Like VSS, VDS provides a management interface for third-party hardware providers that support volume and disk management on third-party storage devices. For example, consider a situation in which you execute a VSS hardware-based snapshot on a SAN. By using VDS, you could change the snapshot LUN from read-only on the SAN to read-write, unmask the LUN to another server, and perform other volume and disk management operations. Although VDS executes on an attached SAN device, Windows Storage Server initiates all of VDS's functionality. Table 5 lists third-party VDS hardware providers.

You can think of VDS as being like ODBC in its early days. Early versions of ODBC supported only a small subset of the available SQL database engines. After several revisions, however, ODBC (and its successor technologies) now provides access to more than 80 percent of the functionality of most database engines and gives programmers the flexibility to support multiple database engines without changing the underlying application.

Similarly, VDS will develop over time to support most SAN management functionality.
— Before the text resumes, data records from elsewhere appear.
//! steward.toml configuration parser.
//!
//! Every section and field is optional in the file; missing values fall
//! back to the defaults below.

use std::path::Path;
use std::time::Duration;

use serde::{Deserialize, Serialize};
use thiserror::Error;

/// Errors raised while loading or validating the daemon configuration.
#[derive(Debug, Error)]
pub enum ConfigError {
    #[error("failed to read config file: {0}")]
    Io(#[from] std::io::Error),

    #[error("failed to parse config: {0}")]
    Parse(#[from] toml::de::Error),

    #[error("failed to render config: {0}")]
    Render(#[from] toml::ser::Error),

    #[error("invalid config: {0}")]
    Invalid(String),
}

#[derive(Debug, Clone, Default, PartialEq, Serialize, Deserialize)]
#[serde(default)]
pub struct StewardConfig {
    pub server: ServerConfig,
    pub control: ControlConfig,
    pub long_poll: LongPollConfig,
    pub metrics: MetricsConfig,
    pub health: HealthProbeConfig,
    pub logging: LoggingConfig,
}

#[derive(Debug, Clone, PartialEq, Serialize, Deserialize)]
#[serde(default)]
pub struct ServerConfig {
    pub port: u16,
}

impl Default for ServerConfig {
    fn default() -> Self {
        Self { port: 8000 }
    }
}

#[derive(Debug, Clone, PartialEq, Serialize, Deserialize)]
#[serde(default)]
pub struct ControlConfig {
    /// Period of the reconcile loop.
    pub reconcile_interval_s: f64,
    /// Replica start failures tolerated before a deployment is marked unhealthy.
    pub max_replica_start_failures: u32,
    /// Outdated replicas replaced per reconcile pass.
    pub rollout_batch_size: u32,
}

impl Default for ControlConfig {
    fn default() -> Self {
        Self {
            reconcile_interval_s: 0.1,
            max_replica_start_failures: 3,
            rollout_batch_size: 1,
        }
    }
}

#[derive(Debug, Clone, PartialEq, Serialize, Deserialize)]
#[serde(default)]
pub struct LongPollConfig {
    /// Timeout applied when a request does not carry one.
    pub default_timeout_s: f64,
    /// Upper bound on any requested timeout.
    pub max_timeout_s: f64,
}

impl Default for LongPollConfig {
    fn default() -> Self {
        Self {
            default_timeout_s: 30.0,
            max_timeout_s: 60.0,
        }
    }
}

#[derive(Debug, Clone, PartialEq, Serialize, Deserialize)]
#[serde(default)]
pub struct MetricsConfig {
    /// How long replica samples are retained by the aggregator.
    pub retention_s: f64,
}

impl Default for MetricsConfig {
    fn default() -> Self {
        Self { retention_s: 600.0 }
    }
}

#[derive(Debug, Clone, PartialEq, Serialize, Deserialize)]
#[serde(default)]
pub struct HealthProbeConfig {
    /// Path probed on each replica address.
    pub probe_path: String,
    /// Run HTTP probes from the controller. When disabled, health results
    /// must be reported by the replica lifecycle manager.
    pub probes_enabled: bool,
}

impl Default for HealthProbeConfig {
    fn default() -> Self {
        Self {
            probe_path: "/-/healthz".to_string(),
            probes_enabled: true,
        }
    }
}

#[derive(Debug, Clone, PartialEq, Serialize, Deserialize)]
#[serde(default)]
pub struct LoggingConfig {
    /// `EnvFilter` directive used when `RUST_LOG` is not set.
    pub filter: String,
    /// Emit JSON lines instead of human-readable output.
    pub json: bool,
}

impl Default for LoggingConfig {
    fn default() -> Self {
        Self {
            filter: "info,stewardd=debug,steward=debug".to_string(),
            json: false,
        }
    }
}

impl StewardConfig {
    pub fn from_file(path: &Path) -> Result<Self, ConfigError> {
        let content = std::fs::read_to_string(path)?;
        Self::from_toml_str(&content)
    }

    pub fn from_toml_str(content: &str) -> Result<Self, ConfigError> {
        let config: StewardConfig = toml::from_str(content)?;
        config.validate()?;
        Ok(config)
    }

    pub fn to_toml_string(&self) -> Result<String, ConfigError> {
        Ok(toml::to_string_pretty(self)?)
    }

    /// Reject values the control loops cannot run with.
    pub fn validate(&self) -> Result<(), ConfigError> {
        require_duration("control.reconcile_interval_s", self.control.reconcile_interval_s)?;
        if self.control.rollout_batch_size == 0 {
            return Err(ConfigError::Invalid(
                "control.rollout_batch_size must be at least 1".to_string(),
            ));
        }
        require_duration("long_poll.default_timeout_s", self.long_poll.default_timeout_s)?;
        require_duration("long_poll.max_timeout_s", self.long_poll.max_timeout_s)?;
        if self.long_poll.max_timeout_s < self.long_poll.default_timeout_s {
            return Err(ConfigError::Invalid(format!(
                "long_poll.max_timeout_s ({}) is below default_timeout_s ({})",
                self.long_poll.max_timeout_s, self.long_poll.default_timeout_s
            )));
        }
        if !(self.metrics.retention_s > 0.0) {
            return Err(ConfigError::Invalid(
                "metrics.retention_s must be positive".to_string(),
            ));
        }
        Ok(())
    }

    pub fn reconcile_interval(&self) -> Duration {
        Duration::from_secs_f64(self.control.reconcile_interval_s)
    }
}

fn require_duration(field: &str, value: f64) -> Result<(), ConfigError> {
    if !(value > 0.0) || Duration::try_from_secs_f64(value).is_err() {
        return Err(ConfigError::Invalid(format!(
            "{field} must be a positive number of seconds, got {value}"
        )));
    }
    Ok(())
}

impl LongPollConfig {
    /// Resolve a caller-requested timeout against the configured bounds.
    pub fn resolve_timeout(&self, requested_s: Option<f64>) -> Duration {
        let secs = match requested_s {
            Some(s) if s.is_finite() && s >= 0.0 => s.min(self.max_timeout_s),
            _ => self.default_timeout_s,
        };
        Duration::from_secs_f64(secs)
    }
}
Then, Microsoft will be able to develop a standardized Web-based UI that will let administrators control most SAN functionality without having to learn the proprietary management UI that ships with each SAN. When Windows administrators can manage a SAN without having to learn a new technology, they will adopt SANs much more quickly. Ease-of-use, a low learning curve, and the lower cost of iSCSI-based SANs are the ingredients necessary for rapid adoption of mid-to-low-priced SANs.

Good News for Windows Administrators

In January 2004, IDC announced that more than half of all storage devices shipped in the second half of 2003 were networked storage devices. This announcement marked a significant turning point from the dominance of Direct Attached Storage (DAS) servers. And with Windows as the dominant OS for NAS devices, it's only a matter of time before Windows will be the dominant management UI for SANs as well. This is good news for Windows administrators, who can leverage their existing skills to manage tomorrow's future networked storage solutions.